Work request:
Set down, character for character, everything in the records below from the line holding "filename crates/core/src/repositories/mod.rs" down to the line holding "on the filesystem", and no other line.

Records shown:
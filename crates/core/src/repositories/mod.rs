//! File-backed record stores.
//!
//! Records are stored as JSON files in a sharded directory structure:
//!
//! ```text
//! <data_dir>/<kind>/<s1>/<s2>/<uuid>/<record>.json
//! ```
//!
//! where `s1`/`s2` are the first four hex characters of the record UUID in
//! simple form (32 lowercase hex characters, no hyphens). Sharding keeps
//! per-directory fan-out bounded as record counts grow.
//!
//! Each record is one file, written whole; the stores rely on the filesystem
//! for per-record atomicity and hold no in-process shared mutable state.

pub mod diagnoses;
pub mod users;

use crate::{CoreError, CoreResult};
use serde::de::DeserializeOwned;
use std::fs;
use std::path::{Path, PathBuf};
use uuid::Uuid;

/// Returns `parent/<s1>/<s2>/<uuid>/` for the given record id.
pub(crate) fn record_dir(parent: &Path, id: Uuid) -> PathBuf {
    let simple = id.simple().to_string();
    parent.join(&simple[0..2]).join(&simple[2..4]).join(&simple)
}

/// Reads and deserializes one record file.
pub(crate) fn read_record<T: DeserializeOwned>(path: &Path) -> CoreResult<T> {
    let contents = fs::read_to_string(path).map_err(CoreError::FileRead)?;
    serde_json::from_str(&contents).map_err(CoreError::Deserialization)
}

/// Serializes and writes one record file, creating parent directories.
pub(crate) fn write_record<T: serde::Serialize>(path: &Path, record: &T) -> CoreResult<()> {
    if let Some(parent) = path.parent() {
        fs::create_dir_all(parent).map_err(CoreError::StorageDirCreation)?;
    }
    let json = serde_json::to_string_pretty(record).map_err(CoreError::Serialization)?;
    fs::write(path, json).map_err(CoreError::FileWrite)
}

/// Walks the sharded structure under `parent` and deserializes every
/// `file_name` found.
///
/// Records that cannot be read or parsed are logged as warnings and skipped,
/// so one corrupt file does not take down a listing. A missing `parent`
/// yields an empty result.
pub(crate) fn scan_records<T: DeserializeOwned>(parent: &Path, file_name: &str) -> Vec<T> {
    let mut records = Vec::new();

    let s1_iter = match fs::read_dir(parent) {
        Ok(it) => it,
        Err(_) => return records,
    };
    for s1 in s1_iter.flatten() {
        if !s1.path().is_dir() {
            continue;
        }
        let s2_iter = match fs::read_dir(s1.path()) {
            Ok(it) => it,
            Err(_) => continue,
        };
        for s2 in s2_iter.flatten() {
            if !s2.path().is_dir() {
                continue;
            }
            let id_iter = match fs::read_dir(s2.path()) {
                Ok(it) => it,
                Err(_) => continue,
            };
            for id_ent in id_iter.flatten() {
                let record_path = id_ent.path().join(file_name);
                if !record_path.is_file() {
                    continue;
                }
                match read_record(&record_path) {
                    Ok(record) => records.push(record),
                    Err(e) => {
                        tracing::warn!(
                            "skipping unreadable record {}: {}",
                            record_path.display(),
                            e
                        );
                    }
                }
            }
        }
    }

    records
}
...
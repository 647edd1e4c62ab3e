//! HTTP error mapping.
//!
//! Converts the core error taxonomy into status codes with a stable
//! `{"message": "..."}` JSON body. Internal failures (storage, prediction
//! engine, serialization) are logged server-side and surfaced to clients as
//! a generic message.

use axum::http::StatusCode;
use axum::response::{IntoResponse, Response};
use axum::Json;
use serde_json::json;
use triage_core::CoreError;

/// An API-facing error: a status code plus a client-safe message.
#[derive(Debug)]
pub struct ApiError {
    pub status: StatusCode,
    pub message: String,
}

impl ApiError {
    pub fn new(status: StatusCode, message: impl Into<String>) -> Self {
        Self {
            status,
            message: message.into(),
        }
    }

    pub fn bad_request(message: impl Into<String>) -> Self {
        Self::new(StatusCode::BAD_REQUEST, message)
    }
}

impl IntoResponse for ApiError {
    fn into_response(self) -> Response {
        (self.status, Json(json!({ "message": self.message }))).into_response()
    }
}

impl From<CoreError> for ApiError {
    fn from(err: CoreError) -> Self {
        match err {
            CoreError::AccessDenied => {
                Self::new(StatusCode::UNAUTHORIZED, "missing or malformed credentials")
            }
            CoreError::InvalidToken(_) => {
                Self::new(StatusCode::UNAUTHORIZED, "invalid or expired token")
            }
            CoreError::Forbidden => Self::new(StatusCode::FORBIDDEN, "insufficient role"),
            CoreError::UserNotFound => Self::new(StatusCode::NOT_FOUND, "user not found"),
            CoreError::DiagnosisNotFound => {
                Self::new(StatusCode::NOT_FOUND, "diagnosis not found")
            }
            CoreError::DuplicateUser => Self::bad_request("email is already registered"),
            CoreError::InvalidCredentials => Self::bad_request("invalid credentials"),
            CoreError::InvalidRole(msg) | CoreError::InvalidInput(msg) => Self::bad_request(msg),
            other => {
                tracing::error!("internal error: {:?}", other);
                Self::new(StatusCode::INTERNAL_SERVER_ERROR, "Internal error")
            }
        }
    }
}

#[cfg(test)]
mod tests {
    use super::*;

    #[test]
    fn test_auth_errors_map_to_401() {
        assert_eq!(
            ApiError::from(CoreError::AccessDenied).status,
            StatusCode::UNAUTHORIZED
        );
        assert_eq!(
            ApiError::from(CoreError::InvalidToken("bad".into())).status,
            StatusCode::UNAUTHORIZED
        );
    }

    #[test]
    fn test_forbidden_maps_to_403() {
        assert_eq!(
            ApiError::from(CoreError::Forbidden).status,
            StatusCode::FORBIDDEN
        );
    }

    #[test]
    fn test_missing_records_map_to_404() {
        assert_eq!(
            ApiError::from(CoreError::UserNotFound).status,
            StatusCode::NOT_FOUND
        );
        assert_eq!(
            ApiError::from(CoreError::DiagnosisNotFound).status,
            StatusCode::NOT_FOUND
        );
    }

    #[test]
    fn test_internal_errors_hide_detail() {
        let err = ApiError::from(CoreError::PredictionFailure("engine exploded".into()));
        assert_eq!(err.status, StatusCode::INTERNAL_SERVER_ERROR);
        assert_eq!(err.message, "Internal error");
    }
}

Exercise result:
filename crates/core/src/repositories/mod.rs
//! File-backed record stores.
//!
//! Records are stored as JSON files in a sharded directory structure:
//!
//! ```text
//! <data_dir>/<kind>/<s1>/<s2>/<uuid>/<record>.json
//! ```
//!
//! where `s1`/`s2` are the first four hex characters of the record UUID in
//! simple form (32 lowercase hex characters, no hyphens). Sharding keeps
//! per-directory fan-out bounded as record counts grow.
//!
//! Each record is one file, written whole; the stores rely on the filesystem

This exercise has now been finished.